◆ EXERCISE:
Retype, exactly as they appear below, the lines between the line holding "pub use skills::*;" and the line holding "limited request from", both ends included.

Stored data entries
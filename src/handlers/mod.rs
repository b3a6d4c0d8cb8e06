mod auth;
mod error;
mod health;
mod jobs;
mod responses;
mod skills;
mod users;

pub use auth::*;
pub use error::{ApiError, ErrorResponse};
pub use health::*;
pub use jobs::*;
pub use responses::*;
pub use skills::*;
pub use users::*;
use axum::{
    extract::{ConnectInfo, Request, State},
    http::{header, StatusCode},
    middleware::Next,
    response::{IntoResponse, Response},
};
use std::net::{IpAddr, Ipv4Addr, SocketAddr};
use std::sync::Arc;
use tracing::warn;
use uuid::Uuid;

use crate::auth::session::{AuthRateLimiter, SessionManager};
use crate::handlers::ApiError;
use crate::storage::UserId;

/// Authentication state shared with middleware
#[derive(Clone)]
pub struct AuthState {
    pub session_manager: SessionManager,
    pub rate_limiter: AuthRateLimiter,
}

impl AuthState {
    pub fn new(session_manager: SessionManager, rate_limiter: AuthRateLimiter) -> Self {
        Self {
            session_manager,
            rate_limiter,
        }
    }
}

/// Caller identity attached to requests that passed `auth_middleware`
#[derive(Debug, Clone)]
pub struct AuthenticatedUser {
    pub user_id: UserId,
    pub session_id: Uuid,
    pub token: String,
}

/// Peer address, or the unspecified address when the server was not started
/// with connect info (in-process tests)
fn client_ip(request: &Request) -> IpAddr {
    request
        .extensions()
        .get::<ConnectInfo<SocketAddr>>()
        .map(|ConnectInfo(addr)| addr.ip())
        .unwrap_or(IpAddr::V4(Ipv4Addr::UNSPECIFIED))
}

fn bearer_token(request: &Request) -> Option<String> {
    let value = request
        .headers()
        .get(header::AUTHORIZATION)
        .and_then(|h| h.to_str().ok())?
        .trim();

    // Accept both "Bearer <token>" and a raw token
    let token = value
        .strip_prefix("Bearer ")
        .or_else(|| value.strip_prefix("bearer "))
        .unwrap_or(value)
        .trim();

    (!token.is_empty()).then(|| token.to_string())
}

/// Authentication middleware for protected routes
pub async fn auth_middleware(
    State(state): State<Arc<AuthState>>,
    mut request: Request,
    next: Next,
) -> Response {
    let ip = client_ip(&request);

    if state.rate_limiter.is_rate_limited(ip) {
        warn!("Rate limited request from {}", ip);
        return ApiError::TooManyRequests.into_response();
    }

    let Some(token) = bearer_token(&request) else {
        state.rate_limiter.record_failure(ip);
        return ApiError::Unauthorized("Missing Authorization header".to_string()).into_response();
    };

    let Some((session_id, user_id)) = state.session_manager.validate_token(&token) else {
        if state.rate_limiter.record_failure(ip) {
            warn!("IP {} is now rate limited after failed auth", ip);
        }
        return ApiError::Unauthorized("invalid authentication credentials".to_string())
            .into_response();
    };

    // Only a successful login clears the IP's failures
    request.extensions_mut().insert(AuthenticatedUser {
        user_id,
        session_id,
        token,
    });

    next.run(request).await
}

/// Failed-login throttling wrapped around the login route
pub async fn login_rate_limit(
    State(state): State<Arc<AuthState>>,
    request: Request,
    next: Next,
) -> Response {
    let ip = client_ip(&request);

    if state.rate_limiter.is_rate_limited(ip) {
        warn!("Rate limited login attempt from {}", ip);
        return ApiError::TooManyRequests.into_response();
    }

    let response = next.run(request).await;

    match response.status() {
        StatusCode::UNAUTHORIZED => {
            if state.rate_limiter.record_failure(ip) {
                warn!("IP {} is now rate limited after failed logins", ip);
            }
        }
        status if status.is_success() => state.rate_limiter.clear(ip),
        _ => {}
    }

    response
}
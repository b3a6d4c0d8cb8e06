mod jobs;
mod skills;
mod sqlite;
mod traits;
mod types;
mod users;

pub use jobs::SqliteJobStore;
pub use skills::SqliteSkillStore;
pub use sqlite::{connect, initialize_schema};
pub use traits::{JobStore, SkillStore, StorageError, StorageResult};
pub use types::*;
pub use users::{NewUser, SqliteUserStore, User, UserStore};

◆ EXERCISE RESPONSE:
pub use skills::*;
pub use users::*;
use axum::{
    extract::{ConnectInfo, Request, State},
    http::{header, StatusCode},
    middleware::Next,
    response::{IntoResponse, Response},
};
use std::net::{IpAddr, Ipv4Addr, SocketAddr};
use std::sync::Arc;
use tracing::warn;
use uuid::Uuid;

use crate::auth::session::{AuthRateLimiter, SessionManager};
use crate::handlers::ApiError;
use crate::storage::UserId;

/// Authentication state shared with middleware
#[derive(Clone)]
pub struct AuthState {
    pub session_manager: SessionManager,
    pub rate_limiter: AuthRateLimiter,
}

impl AuthState {
    pub fn new(session_manager: SessionManager, rate_limiter: AuthRateLimiter) -> Self {
        Self {
            session_manager,
            rate_limiter,
        }
    }
}

/// Caller identity attached to requests that passed `auth_middleware`
#[derive(Debug, Clone)]
pub struct AuthenticatedUser {
    pub user_id: UserId,
    pub session_id: Uuid,
    pub token: String,
}

/// Peer address, or the unspecified address when the server was not started
/// with connect info (in-process tests)
fn client_ip(request: &Request) -> IpAddr {
    request
        .extensions()
        .get::<ConnectInfo<SocketAddr>>()
        .map(|ConnectInfo(addr)| addr.ip())
        .unwrap_or(IpAddr::V4(Ipv4Addr::UNSPECIFIED))
}

fn bearer_token(request: &Request) -> Option<String> {
    let value = request
        .headers()
        .get(header::AUTHORIZATION)
        .and_then(|h| h.to_str().ok())?
        .trim();

    // Accept both "Bearer <token>" and a raw token
    let token = value
        .strip_prefix("Bearer ")
        .or_else(|| value.strip_prefix("bearer "))
        .unwrap_or(value)
        .trim();

    (!token.is_empty()).then(|| token.to_string())
}

/// Authentication middleware for protected routes
pub async fn auth_middleware(
    State(state): State<Arc<AuthState>>,
    mut request: Request,
    next: Next,
) -> Response {
    let ip = client_ip(&request);

    if state.rate_limiter.is_rate_limited(ip) {
        warn!("Rate limited request from {}", ip);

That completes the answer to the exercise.